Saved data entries
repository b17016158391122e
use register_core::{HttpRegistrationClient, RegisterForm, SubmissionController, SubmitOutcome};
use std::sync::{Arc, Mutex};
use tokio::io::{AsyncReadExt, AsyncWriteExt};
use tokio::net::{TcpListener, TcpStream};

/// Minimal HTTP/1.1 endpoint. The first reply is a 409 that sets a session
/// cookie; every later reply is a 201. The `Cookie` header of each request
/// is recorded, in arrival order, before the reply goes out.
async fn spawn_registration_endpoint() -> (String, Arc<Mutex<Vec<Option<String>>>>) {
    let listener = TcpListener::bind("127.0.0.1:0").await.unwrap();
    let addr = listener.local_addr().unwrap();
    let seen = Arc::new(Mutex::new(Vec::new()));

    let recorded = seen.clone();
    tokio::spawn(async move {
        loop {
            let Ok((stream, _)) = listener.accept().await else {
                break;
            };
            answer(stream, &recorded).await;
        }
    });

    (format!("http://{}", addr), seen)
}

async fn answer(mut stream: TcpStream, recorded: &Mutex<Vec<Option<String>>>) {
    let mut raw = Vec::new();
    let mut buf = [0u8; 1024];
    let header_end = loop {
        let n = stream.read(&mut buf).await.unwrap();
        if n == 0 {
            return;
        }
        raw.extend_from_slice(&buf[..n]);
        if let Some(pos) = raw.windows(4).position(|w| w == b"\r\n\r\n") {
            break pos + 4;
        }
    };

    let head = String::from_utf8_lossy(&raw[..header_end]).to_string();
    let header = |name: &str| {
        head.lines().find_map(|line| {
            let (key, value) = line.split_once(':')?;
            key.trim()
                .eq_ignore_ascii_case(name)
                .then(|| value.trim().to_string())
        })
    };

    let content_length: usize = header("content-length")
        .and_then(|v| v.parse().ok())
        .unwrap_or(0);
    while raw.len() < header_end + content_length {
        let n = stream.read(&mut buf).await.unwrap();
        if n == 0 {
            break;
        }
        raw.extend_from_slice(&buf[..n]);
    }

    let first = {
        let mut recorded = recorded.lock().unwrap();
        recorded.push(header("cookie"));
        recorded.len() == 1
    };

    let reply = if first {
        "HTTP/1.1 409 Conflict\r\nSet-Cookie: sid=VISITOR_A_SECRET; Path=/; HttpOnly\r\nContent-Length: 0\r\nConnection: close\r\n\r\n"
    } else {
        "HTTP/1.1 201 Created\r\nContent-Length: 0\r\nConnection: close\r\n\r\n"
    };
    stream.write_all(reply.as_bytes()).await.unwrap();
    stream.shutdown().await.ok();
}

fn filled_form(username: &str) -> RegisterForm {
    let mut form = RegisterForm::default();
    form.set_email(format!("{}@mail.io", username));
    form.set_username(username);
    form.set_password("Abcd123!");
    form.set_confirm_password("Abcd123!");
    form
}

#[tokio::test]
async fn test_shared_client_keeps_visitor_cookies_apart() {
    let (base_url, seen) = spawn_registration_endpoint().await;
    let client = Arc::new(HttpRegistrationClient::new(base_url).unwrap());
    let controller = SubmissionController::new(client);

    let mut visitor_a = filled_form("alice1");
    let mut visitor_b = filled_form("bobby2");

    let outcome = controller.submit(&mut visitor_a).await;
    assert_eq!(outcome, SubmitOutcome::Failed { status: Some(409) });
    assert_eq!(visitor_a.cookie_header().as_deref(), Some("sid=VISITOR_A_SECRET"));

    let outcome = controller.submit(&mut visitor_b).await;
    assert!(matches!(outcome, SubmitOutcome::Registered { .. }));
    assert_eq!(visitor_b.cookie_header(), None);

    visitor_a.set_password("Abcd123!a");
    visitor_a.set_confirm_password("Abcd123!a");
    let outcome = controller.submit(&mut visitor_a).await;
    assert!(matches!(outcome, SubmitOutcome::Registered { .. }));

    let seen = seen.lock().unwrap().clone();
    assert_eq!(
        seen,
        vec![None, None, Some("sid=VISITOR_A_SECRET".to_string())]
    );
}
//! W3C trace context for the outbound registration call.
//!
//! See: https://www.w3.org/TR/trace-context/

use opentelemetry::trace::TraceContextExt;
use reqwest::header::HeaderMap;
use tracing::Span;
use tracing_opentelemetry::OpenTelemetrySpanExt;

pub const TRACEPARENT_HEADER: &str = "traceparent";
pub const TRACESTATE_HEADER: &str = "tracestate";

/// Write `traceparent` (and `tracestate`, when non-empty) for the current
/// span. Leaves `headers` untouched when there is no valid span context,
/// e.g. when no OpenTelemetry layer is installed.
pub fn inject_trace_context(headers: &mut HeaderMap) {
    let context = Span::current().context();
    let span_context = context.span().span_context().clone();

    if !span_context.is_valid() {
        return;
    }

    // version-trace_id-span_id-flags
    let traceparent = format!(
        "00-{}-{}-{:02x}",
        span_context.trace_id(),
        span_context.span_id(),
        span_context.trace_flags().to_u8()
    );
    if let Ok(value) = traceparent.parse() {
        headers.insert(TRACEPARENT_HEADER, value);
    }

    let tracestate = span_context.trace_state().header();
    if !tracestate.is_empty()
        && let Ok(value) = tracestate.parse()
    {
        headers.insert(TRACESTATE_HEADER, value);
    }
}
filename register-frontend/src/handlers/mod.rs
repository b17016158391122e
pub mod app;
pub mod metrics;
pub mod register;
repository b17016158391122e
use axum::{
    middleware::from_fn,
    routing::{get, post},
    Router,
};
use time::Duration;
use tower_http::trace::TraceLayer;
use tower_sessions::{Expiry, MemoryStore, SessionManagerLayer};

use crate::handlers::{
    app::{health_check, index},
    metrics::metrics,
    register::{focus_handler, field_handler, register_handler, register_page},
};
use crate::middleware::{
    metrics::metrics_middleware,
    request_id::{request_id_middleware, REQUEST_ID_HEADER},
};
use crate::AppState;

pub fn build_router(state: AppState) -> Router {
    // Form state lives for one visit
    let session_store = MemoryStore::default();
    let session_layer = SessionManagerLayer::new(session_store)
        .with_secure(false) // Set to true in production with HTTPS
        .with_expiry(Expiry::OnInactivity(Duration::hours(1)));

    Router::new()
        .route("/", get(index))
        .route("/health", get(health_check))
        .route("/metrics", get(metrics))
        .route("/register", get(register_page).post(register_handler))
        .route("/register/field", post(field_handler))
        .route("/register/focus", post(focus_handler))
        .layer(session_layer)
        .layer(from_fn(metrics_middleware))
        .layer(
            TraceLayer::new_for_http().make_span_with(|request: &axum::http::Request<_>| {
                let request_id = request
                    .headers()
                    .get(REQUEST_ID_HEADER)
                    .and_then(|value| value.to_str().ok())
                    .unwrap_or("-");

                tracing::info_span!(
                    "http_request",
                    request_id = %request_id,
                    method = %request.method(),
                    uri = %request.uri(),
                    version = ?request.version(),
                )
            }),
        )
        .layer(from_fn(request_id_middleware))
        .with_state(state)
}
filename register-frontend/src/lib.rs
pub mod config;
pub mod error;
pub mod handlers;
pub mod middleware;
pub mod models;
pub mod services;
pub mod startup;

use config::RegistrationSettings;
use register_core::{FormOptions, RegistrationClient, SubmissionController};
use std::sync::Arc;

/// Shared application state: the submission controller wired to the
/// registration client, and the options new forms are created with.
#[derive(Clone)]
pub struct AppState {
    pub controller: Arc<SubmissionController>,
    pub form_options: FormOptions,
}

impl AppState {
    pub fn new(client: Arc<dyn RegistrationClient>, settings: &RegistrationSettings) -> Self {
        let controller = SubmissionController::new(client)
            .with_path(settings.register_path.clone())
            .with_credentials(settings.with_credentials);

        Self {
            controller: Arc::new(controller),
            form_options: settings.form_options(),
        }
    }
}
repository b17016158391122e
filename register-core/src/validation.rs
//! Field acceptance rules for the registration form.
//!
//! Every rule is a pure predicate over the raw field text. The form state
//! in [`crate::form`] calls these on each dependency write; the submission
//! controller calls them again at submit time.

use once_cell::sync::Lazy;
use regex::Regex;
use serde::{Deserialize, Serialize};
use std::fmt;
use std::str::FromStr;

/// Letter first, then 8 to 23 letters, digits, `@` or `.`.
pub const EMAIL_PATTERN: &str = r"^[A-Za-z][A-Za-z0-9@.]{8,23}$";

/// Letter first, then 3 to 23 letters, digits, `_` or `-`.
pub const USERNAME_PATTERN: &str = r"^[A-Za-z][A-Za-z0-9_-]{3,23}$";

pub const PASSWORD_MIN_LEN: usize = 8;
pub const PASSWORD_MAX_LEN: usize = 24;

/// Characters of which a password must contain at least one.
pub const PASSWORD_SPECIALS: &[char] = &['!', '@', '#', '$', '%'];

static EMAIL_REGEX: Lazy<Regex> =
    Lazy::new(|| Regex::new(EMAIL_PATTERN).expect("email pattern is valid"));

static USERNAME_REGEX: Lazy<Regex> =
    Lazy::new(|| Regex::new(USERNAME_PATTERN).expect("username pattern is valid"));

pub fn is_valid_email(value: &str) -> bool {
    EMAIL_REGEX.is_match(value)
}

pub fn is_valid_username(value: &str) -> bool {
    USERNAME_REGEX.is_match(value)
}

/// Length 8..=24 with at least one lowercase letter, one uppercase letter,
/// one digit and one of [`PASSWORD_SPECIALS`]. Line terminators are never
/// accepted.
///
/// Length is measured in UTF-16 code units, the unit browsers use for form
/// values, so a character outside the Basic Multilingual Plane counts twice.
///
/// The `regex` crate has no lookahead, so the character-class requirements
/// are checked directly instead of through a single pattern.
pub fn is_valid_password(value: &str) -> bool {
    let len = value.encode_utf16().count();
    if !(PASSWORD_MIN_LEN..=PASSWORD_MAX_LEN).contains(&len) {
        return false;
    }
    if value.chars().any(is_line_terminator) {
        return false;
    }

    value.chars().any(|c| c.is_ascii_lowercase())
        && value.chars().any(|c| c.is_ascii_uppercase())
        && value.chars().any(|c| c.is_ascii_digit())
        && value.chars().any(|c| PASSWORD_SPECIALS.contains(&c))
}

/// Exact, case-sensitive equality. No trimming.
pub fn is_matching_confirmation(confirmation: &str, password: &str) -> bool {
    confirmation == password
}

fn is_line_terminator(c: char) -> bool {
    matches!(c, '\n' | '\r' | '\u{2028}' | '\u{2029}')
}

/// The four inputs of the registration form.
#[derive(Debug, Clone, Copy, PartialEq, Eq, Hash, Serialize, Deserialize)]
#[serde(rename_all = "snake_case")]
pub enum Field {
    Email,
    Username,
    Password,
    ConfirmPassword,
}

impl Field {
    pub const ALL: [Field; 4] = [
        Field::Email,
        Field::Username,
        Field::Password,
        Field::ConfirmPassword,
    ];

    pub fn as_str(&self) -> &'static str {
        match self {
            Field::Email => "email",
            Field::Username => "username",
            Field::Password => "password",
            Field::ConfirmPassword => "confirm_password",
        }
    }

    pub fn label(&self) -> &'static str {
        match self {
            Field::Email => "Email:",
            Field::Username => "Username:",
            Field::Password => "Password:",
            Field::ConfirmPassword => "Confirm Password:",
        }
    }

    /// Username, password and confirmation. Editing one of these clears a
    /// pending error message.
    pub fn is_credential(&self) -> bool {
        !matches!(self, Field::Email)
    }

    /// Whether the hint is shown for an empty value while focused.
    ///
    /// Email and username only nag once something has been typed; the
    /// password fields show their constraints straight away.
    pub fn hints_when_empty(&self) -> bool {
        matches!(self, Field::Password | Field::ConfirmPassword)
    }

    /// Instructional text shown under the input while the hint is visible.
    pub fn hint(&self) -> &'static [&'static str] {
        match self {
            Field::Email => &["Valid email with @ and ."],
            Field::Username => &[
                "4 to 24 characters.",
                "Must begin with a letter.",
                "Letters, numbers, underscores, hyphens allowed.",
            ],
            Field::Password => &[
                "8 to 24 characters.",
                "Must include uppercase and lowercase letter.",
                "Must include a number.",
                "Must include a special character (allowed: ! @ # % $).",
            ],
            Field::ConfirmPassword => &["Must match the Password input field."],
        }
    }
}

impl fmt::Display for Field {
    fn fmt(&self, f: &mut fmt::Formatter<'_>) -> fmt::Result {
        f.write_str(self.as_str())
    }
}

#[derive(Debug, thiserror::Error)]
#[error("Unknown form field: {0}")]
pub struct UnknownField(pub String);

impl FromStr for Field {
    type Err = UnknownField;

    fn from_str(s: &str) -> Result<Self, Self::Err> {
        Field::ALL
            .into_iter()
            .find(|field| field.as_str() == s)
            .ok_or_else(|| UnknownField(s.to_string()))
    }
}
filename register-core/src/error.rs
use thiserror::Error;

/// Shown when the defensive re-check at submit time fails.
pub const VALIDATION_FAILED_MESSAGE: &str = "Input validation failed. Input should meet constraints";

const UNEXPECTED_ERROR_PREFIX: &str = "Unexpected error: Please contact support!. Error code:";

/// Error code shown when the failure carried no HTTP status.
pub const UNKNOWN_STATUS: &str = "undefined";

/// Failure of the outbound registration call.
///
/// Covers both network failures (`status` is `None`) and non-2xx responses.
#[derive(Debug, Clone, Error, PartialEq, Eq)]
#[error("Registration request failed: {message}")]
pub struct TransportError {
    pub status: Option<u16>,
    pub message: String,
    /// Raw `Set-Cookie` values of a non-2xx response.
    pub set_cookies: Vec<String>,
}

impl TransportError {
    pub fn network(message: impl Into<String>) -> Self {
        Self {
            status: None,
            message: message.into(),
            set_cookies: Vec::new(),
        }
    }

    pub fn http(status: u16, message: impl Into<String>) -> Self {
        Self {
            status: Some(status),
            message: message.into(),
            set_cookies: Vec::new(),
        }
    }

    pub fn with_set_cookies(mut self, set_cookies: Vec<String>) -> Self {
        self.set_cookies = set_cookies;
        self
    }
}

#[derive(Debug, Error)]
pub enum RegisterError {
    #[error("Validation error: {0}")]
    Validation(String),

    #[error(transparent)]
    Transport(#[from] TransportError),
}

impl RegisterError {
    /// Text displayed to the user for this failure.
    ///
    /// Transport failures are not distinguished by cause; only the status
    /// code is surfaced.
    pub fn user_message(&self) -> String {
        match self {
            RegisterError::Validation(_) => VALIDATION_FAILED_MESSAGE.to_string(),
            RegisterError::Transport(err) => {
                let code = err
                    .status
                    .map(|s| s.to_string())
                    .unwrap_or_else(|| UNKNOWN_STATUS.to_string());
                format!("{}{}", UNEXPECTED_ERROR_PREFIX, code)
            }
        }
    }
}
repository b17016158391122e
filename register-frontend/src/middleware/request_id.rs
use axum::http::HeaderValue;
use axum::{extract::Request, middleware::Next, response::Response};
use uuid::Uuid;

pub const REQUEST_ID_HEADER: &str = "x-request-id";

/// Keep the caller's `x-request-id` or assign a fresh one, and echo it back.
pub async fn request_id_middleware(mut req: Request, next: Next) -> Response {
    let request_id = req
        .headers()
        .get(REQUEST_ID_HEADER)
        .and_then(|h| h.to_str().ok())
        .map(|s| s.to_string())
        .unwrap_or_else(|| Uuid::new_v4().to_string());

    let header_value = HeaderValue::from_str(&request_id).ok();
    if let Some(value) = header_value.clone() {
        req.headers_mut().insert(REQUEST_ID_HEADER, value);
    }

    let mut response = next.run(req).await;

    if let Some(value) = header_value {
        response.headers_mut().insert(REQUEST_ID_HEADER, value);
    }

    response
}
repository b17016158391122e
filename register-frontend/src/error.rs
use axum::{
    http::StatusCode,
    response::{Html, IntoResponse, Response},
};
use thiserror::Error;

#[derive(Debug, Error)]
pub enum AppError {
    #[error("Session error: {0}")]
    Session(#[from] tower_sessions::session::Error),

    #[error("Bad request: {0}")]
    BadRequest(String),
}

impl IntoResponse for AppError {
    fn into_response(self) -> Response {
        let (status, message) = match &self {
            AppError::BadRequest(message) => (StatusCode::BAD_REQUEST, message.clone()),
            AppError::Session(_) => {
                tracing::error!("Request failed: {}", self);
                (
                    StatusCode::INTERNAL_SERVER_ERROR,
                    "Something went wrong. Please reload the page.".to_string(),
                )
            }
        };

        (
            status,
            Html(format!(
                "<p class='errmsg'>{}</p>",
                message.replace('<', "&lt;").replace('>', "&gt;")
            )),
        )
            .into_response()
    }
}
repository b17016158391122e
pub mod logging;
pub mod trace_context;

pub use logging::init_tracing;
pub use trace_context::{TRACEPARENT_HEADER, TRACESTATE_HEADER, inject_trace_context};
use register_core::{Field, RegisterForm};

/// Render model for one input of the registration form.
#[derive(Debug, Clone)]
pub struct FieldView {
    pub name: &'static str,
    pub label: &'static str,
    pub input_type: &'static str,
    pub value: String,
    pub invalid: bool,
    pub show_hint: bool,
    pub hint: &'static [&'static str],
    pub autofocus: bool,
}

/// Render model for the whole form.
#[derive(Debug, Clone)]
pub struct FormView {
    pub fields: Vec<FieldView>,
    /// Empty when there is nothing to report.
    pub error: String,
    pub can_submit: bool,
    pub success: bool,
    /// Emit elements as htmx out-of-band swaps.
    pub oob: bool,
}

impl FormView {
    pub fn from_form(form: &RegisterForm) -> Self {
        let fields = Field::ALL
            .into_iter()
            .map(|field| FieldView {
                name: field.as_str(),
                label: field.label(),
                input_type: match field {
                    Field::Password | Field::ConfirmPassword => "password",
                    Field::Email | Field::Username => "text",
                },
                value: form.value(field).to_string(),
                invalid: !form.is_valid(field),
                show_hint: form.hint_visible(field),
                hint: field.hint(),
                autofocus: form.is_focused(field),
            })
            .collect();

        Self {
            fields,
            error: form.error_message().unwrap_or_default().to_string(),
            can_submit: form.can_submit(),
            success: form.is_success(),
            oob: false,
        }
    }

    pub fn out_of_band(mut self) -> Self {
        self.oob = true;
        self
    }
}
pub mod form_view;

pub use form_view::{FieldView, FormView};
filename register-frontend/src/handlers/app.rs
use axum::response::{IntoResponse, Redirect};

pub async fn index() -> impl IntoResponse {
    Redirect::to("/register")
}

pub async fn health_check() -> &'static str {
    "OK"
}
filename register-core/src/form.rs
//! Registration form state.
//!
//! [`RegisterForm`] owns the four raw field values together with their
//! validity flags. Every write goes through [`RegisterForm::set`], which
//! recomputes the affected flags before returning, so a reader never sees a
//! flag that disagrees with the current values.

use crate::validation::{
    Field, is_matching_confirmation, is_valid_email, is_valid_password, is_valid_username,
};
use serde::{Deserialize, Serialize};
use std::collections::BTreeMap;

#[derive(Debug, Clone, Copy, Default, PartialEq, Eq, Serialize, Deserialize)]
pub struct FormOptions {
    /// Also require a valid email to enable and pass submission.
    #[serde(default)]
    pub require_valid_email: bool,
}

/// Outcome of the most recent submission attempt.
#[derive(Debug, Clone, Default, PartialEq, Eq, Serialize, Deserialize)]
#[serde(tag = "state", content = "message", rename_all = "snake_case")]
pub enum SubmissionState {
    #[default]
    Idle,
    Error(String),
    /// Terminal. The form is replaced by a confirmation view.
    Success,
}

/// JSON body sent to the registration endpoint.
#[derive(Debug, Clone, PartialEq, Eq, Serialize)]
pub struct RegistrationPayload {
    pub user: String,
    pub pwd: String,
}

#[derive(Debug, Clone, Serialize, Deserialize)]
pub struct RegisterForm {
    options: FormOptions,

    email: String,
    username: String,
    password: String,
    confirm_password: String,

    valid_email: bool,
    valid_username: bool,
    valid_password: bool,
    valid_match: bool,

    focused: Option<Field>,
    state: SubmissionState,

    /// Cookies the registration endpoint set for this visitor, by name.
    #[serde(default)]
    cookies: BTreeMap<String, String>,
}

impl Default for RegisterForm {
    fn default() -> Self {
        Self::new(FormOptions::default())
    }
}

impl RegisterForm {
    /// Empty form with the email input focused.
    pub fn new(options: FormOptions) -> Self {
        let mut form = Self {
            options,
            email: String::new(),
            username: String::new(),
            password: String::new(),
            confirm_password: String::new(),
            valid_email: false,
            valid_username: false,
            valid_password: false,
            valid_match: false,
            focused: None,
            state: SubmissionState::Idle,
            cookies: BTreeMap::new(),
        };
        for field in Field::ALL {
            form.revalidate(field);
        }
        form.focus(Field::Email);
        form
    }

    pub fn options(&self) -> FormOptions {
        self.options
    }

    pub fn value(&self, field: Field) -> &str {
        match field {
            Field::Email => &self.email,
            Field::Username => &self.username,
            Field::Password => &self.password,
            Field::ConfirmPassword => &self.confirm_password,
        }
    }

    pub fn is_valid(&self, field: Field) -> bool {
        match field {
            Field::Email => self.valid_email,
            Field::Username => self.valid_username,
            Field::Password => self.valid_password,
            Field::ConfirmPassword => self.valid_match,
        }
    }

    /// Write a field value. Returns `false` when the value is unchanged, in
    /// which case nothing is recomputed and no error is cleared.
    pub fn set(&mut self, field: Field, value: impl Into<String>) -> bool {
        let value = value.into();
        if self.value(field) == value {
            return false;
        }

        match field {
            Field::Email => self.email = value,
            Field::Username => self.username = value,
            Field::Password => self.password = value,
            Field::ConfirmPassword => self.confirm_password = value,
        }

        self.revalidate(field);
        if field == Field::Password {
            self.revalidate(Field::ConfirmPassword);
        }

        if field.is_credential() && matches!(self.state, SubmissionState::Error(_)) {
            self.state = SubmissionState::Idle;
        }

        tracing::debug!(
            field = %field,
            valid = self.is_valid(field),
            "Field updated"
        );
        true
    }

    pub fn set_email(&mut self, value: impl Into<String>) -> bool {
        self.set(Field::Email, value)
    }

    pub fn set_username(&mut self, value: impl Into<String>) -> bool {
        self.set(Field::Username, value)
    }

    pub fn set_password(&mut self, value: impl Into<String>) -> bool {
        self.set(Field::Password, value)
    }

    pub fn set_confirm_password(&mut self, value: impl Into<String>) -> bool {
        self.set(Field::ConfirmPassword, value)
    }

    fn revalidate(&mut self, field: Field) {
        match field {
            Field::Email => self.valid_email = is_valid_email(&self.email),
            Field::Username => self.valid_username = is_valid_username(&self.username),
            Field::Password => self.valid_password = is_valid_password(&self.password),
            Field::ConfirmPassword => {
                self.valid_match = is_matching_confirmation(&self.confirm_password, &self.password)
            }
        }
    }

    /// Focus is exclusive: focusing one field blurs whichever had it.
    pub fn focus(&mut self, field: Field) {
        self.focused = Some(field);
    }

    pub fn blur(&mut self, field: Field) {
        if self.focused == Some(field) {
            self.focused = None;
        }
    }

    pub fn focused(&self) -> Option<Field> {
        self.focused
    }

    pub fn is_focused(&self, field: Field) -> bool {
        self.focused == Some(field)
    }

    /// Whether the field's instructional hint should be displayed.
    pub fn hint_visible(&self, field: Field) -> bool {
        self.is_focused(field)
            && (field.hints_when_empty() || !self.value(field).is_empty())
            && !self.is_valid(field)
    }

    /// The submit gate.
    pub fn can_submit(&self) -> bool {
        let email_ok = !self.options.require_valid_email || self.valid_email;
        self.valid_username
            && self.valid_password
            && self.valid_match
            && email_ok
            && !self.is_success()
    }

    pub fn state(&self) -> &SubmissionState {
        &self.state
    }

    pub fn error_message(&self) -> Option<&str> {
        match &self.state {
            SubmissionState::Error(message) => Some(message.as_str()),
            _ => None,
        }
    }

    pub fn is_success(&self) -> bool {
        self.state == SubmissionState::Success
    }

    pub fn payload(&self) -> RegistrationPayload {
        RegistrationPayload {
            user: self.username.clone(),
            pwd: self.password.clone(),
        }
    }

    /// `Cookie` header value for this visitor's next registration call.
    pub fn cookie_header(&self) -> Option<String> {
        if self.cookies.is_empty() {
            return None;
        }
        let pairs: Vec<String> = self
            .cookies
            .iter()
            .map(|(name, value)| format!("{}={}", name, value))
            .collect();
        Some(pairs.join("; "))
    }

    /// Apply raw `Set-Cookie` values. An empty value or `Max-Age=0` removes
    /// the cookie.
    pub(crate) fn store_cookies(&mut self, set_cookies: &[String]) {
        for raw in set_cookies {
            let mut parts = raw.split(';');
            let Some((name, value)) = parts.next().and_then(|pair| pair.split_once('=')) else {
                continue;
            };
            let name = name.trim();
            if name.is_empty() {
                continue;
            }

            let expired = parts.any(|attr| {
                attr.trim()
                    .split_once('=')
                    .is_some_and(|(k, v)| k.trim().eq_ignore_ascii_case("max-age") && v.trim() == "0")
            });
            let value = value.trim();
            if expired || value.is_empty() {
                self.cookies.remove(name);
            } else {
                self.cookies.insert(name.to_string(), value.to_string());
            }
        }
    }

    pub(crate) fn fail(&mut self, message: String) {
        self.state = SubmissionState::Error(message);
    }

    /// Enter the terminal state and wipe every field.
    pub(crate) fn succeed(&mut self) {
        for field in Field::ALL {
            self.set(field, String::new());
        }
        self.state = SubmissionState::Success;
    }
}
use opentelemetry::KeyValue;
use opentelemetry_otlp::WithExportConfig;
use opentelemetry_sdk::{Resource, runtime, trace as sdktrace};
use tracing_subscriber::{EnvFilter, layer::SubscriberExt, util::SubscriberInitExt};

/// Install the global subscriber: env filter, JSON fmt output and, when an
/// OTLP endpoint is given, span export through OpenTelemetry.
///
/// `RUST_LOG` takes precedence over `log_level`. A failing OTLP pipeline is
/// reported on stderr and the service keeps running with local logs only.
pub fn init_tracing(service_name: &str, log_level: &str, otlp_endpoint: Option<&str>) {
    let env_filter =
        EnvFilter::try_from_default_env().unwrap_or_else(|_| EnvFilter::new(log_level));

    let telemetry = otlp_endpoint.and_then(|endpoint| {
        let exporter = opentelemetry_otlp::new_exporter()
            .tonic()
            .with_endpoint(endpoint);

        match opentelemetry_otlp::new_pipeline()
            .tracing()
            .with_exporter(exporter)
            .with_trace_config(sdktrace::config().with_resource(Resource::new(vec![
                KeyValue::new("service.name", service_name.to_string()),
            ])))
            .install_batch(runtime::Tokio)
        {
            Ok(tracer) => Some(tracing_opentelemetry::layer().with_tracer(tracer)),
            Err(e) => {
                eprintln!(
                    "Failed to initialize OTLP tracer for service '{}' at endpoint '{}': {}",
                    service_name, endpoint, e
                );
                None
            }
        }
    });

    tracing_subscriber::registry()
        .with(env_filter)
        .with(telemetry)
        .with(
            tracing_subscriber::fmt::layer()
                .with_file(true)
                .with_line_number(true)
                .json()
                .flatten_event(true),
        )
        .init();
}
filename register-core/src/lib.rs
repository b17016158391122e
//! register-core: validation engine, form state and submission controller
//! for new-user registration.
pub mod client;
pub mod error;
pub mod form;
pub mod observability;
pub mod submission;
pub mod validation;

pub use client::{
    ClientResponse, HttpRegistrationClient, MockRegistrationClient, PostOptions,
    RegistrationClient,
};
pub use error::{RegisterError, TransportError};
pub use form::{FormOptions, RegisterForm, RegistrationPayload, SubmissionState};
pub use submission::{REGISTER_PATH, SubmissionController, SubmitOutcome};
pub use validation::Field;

*Prompt:*
Copy all lines of the records that have the string "goes" in them.

*Result below:*
/// is recorded, in arrival order, before the reply goes out.
//! validity flags. Every write goes through [`RegisterForm::set`], which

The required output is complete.